I partecipanti ad una tavola rotonda, organizzata nell'ambito della Clinton Global Initiative 2011, hanno chiesto all'ex Presidente Usa cosa pensasse dell'attuale politica per i rifugiati statunitense ed occidentale di fronte al cambiamento climatico e Bill Clinton è stato chiaro.
GreenReport - «Penso che si debba supporre che, a causa dei cambiamenti climatici, ci saranno molti più rifugiati e che le leggi che esistono e i sistemi di supporto che esistono, non solo negli Stati Uniti, ma anche altrove, siano stati fondamentalmente realizzati per un tempo diverso, quando si poteva avere un aumento di rifugiati provenienti da alcuni Paesi o per un impulso di un fatto in un Paese, a causa di uno sconvolgimento politica particolare o di un disastro naturale particolare. Questo non è quasi certamente quello su cui dovremo lavorare da ora»
Di fronte ad alcuni degli effetti più drammatici del cambiamento climatico, che si faranno sentire su milioni di persone che saranno costrette a lasciare le loro case, con i rifugiati climatici che già fuggono da aree dei piccoli Stati insulari rese inospitale dall'aumento del livello del mare, i profughi per fame e guerra dalle regioni aride sempre più devastata dalla siccità, ai senza tetto provocati dalle alluvioni delle pianure asiatiche sempre più soggetta a inondazioni, la comunità internazionale, che attualmente lavora per trovare nuove case per i rifugiati, sarà probabilmente sovrastata da quanto accadrà: «Non saremo in grado di affrontare così tanti con esodi di massa in una volta - ha detto Bill Clinton - Abbiamo bisogno di rivedere l'attuale sistema per affrontare i rifugiati climatici».

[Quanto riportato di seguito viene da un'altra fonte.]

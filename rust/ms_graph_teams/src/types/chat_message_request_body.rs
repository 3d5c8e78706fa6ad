/* This Source Code Form is subject to the terms of the Mozilla Public
 * License, v. 2.0. If a copy of the MPL was not distributed with this
 * file, You can obtain one at http://mozilla.org/MPL/2.0/. */

use serde_json::{Map, Value};

use crate::body::compact;
use crate::types::chat_message::ChatMessageImportance;

/// The fields accepted when creating or updating a chat message or reply.
#[derive(Clone, Debug, Default)]
pub struct ChatMessageRequestBody {
    pub id: Option<String>,
    pub reply_to_id: Option<String>,
    pub from: Option<Value>,
    pub etag: Option<String>,
    pub message_type: Option<String>,
    pub created_date_time: Option<String>,
    pub last_modified_date_time: Option<String>,
    pub last_edited_date_time: Option<String>,
    pub deleted_date_time: Option<String>,
    pub subject: Option<String>,
    pub summary: Option<String>,
    pub chat_id: Option<String>,
    pub importance: Option<ChatMessageImportance>,
    pub locale: Option<String>,
    pub web_url: Option<String>,
    pub channel_identity: Option<Value>,
    pub policy_violation: Option<Value>,
    pub event_detail: Option<Value>,
    pub body: Option<Value>,
    pub attachments: Option<Value>,
    pub mentions: Option<Value>,
    pub reactions: Option<Value>,
    pub message_history: Option<Value>,
    pub replies: Option<Value>,
    pub hosted_contents: Option<Value>,
}

impl ChatMessageRequestBody {
    pub(crate) fn into_object(self) -> Map<String, Value> {
        compact([
            ("id", self.id.map(Value::from)),
            ("replyToId", self.reply_to_id.map(Value::from)),
            ("from", self.from),
            ("etag", self.etag.map(Value::from)),
            ("messageType", self.message_type.map(Value::from)),
            ("createdDateTime", self.created_date_time.map(Value::from)),
            (
                "lastModifiedDateTime",
                self.last_modified_date_time.map(Value::from),
            ),
            (
                "lastEditedDateTime",
                self.last_edited_date_time.map(Value::from),
            ),
            ("deletedDateTime", self.deleted_date_time.map(Value::from)),
            ("subject", self.subject.map(Value::from)),
            ("summary", self.summary.map(Value::from)),
            ("chatId", self.chat_id.map(Value::from)),
            ("importance", self.importance.map(|v| v.to_string().into())),
            ("locale", self.locale.map(Value::from)),
            ("webUrl", self.web_url.map(Value::from)),
            ("channelIdentity", self.channel_identity),
            ("policyViolation", self.policy_violation),
            ("eventDetail", self.event_detail),
            ("body", self.body),
            ("attachments", self.attachments),
            ("mentions", self.mentions),
            ("reactions", self.reactions),
            ("messageHistory", self.message_history),
            ("replies", self.replies),
            ("hostedContents", self.hosted_contents),
        ])
    }
}

#[cfg(test)]
mod tests {
    use super::ChatMessageRequestBody;
    use crate::types::chat_message::ChatMessageImportance;
    use serde_json::{json, Value};

    #[test]
    fn importance_serializes_as_its_graph_name() {
        let body = ChatMessageRequestBody {
            importance: Some(ChatMessageImportance::Urgent),
            body: Some(json!({"contentType": "text", "content": "Hi"})),
            ..Default::default()
        };

        let object = body.into_object();
        assert_eq!(object.len(), 2);
        assert_eq!(object.get("importance"), Some(&Value::from("urgent")));
    }
}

L'ex presidente Usa propone una drastica riforma dell'attuale sistema, guidato dalle nazioni che re insediano la maggior parte dei rifugiati e che danno più risorse per aiutarli più: «Quindi credo che i Paesi che accolgono la maggior parte dei rifugiati e che hanno la maggiore capacità di farlo, dovrebbero cercare di raggiungere un qualche accordo su un'ampia base principi che dovrebbero essere emanati per cambiare le leggi. Le politiche per i rifugiati di certo non sono al top di nessuna agenda, in un momento in cui la maggior parte del globo è più interessato ai problemi economici e alla guerra, ma il mondo deve cominciare ad abituarsi al fatto che le migrazioni accelereranno enormemente nei prossimi anni. Penso che in generale dovremmo diventare più aperti alla nuova immigrazione. Mantenere le persone nel limbo è uno spreco di potenziale umano».
Le parole di Clinton sono state un'eco degli interventi di rappresenta tinti dei piccoli Stati insulari all'Assemblea generale dell'Onu in corso a New York, che il 24 settembre hanno chiesto alla comunità internazionale di prestare maggiore attenzione alla loro vulnerabilità ai cambiamenti climatici e sottolineato che da loro parlare di sviluppo sostenibile non d sarà possibile se il livello del mare continua a salire e i loro popoli fuggono. Dai Caraibi, al Pacifico, all'Atlantico, i Capi di governo dei piccoli paesi insulari hanno detto che il mondo non si muove abbastanza velocemente sia per limitare gli effetti dei cambiamenti climatici che per sostenere i Paesi ad adattarsi al global warming.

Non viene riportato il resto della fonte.